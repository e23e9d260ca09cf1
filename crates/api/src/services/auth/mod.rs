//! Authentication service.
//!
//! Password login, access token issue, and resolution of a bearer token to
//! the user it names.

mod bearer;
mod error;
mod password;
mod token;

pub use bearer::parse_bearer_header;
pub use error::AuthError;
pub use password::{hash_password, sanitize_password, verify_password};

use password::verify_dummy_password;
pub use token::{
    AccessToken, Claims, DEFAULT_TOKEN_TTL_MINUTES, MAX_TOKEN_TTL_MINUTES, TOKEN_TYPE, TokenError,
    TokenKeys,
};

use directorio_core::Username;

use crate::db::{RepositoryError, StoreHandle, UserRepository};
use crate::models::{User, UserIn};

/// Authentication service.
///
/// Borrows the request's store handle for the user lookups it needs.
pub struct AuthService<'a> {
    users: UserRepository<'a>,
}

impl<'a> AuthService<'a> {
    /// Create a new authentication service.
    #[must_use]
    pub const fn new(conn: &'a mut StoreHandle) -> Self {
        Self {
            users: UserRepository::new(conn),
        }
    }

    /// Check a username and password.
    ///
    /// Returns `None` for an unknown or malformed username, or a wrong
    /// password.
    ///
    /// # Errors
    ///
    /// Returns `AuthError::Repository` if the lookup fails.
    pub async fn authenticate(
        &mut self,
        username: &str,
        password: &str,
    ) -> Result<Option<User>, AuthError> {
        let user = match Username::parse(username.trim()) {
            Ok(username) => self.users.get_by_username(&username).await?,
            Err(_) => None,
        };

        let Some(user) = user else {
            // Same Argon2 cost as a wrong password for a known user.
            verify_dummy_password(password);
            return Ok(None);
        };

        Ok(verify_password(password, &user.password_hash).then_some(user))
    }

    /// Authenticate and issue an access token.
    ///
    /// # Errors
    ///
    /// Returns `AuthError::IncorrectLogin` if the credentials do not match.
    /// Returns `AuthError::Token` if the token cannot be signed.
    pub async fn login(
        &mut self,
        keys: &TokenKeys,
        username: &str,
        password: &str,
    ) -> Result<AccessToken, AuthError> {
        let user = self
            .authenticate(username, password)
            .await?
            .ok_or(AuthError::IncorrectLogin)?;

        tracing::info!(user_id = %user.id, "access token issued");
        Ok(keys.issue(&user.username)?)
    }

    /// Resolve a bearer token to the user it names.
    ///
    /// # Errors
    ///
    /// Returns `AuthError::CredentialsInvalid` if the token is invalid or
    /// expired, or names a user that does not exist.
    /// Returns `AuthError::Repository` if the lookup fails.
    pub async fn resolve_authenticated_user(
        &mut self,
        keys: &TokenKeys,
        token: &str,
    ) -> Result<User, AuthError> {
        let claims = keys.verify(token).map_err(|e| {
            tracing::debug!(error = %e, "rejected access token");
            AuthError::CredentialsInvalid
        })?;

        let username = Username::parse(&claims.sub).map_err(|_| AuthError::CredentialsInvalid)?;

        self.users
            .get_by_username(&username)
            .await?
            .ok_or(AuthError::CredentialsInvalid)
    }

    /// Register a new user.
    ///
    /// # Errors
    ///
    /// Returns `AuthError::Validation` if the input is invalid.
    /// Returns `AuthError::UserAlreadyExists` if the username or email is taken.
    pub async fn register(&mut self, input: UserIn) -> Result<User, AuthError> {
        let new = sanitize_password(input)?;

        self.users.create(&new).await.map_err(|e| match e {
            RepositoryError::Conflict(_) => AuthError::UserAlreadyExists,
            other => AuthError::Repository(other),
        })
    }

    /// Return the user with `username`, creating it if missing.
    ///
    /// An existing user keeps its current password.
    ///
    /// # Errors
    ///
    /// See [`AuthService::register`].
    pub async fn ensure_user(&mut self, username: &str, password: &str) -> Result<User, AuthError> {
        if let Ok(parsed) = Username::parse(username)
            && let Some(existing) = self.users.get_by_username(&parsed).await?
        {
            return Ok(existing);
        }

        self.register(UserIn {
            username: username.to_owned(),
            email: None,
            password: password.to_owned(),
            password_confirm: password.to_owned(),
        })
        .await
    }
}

- **ACTION ITEM**: The full listing has to be duplicated exactly.

- **ANSWER TO THE PROBLEM**:
repository e23e9d260ca09cf1
filename crates/api/src/services/auth/mod.rs
//! Authentication service.
//!
//! Password login, access token issue, and resolution of a bearer token to
//! the user it names.

mod bearer;
mod error;
mod password;
mod token;

pub use bearer::parse_bearer_header;
pub use error::AuthError;
pub use password::{hash_password, sanitize_password, verify_password};

use password::verify_dummy_password;
pub use token::{
    AccessToken, Claims, DEFAULT_TOKEN_TTL_MINUTES, MAX_TOKEN_TTL_MINUTES, TOKEN_TYPE, TokenError,
    TokenKeys,
};

use directorio_core::Username;

use crate::db::{RepositoryError, StoreHandle, UserRepository};
use crate::models::{User, UserIn};

/// Authentication service.
///
/// Borrows the request's store handle for the user lookups it needs.
pub struct AuthService<'a> {
    users: UserRepository<'a>,
}

impl<'a> AuthService<'a> {
    /// Create a new authentication service.
    #[must_use]
    pub const fn new(conn: &'a mut StoreHandle) -> Self {
        Self {
            users: UserRepository::new(conn),
        }
    }

    /// Check a username and password.
    ///
    /// Returns `None` for an unknown or malformed username, or a wrong
    /// password.
    ///
    /// # Errors
    ///
    /// Returns `AuthError::Repository` if the lookup fails.
    pub async fn authenticate(
        &mut self,
        username: &str,
        password: &str,
    ) -> Result<Option<User>, AuthError> {
        let user = match Username::parse(username.trim()) {
            Ok(username) => self.users.get_by_username(&username).await?,
            Err(_) => None,
        };

        let Some(user) = user else {
            // Same Argon2 cost as a wrong password for a known user.
            verify_dummy_password(password);
            return Ok(None);
        };

        Ok(verify_password(password, &user.password_hash).then_some(user))
    }

    /// Authenticate and issue an access token.
    ///
    /// # Errors
    ///
    /// Returns `AuthError::IncorrectLogin` if the credentials do not match.
    /// Returns `AuthError::Token` if the token cannot be signed.
    pub async fn login(
        &mut self,
        keys: &TokenKeys,
        username: &str,
        password: &str,
    ) -> Result<AccessToken, AuthError> {
        let user = self
            .authenticate(username, password)
            .await?
            .ok_or(AuthError::IncorrectLogin)?;

        tracing::info!(user_id = %user.id, "access token issued");
        Ok(keys.issue(&user.username)?)
    }

    /// Resolve a bearer token to the user it names.
    ///
    /// # Errors
    ///
    /// Returns `AuthError::CredentialsInvalid` if the token is invalid or
    /// expired, or names a user that does not exist.
    /// Returns `AuthError::Repository` if the lookup fails.
    pub async fn resolve_authenticated_user(
        &mut self,
        keys: &TokenKeys,
        token: &str,
    ) -> Result<User, AuthError> {
        let claims = keys.verify(token).map_err(|e| {
            tracing::debug!(error = %e, "rejected access token");
            AuthError::CredentialsInvalid
        })?;

        let username = Username::parse(&claims.sub).map_err(|_| AuthError::CredentialsInvalid)?;

        self.users
            .get_by_username(&username)
            .await?
            .ok_or(AuthError::CredentialsInvalid)
    }

    /// Register a new user.
    ///
    /// # Errors
    ///
    /// Returns `AuthError::Validation` if the input is invalid.
    /// Returns `AuthError::UserAlreadyExists` if the username or email is taken.
    pub async fn register(&mut self, input: UserIn) -> Result<User, AuthError> {
        let new = sanitize_password(input)?;

        self.users.create(&new).await.map_err(|e| match e {
            RepositoryError::Conflict(_) => AuthError::UserAlreadyExists,
            other => AuthError::Repository(other),
        })
    }

    /// Return the user with `username`, creating it if missing.
    ///
    /// An existing user keeps its current password.
    ///
    /// # Errors
    ///
    /// See [`AuthService::register`].
    pub async fn ensure_user(&mut self, username: &str, password: &str) -> Result<User, AuthError> {
        if let Ok(parsed) = Username::parse(username)
            && let Some(existing) = self.users.get_by_username(&parsed).await?
        {
            return Ok(existing);
        }

        self.register(UserIn {
            username: username.to_owned(),
            email: None,
            password: password.to_owned(),
            password_confirm: password.to_owned(),
        })
        .await
    }
}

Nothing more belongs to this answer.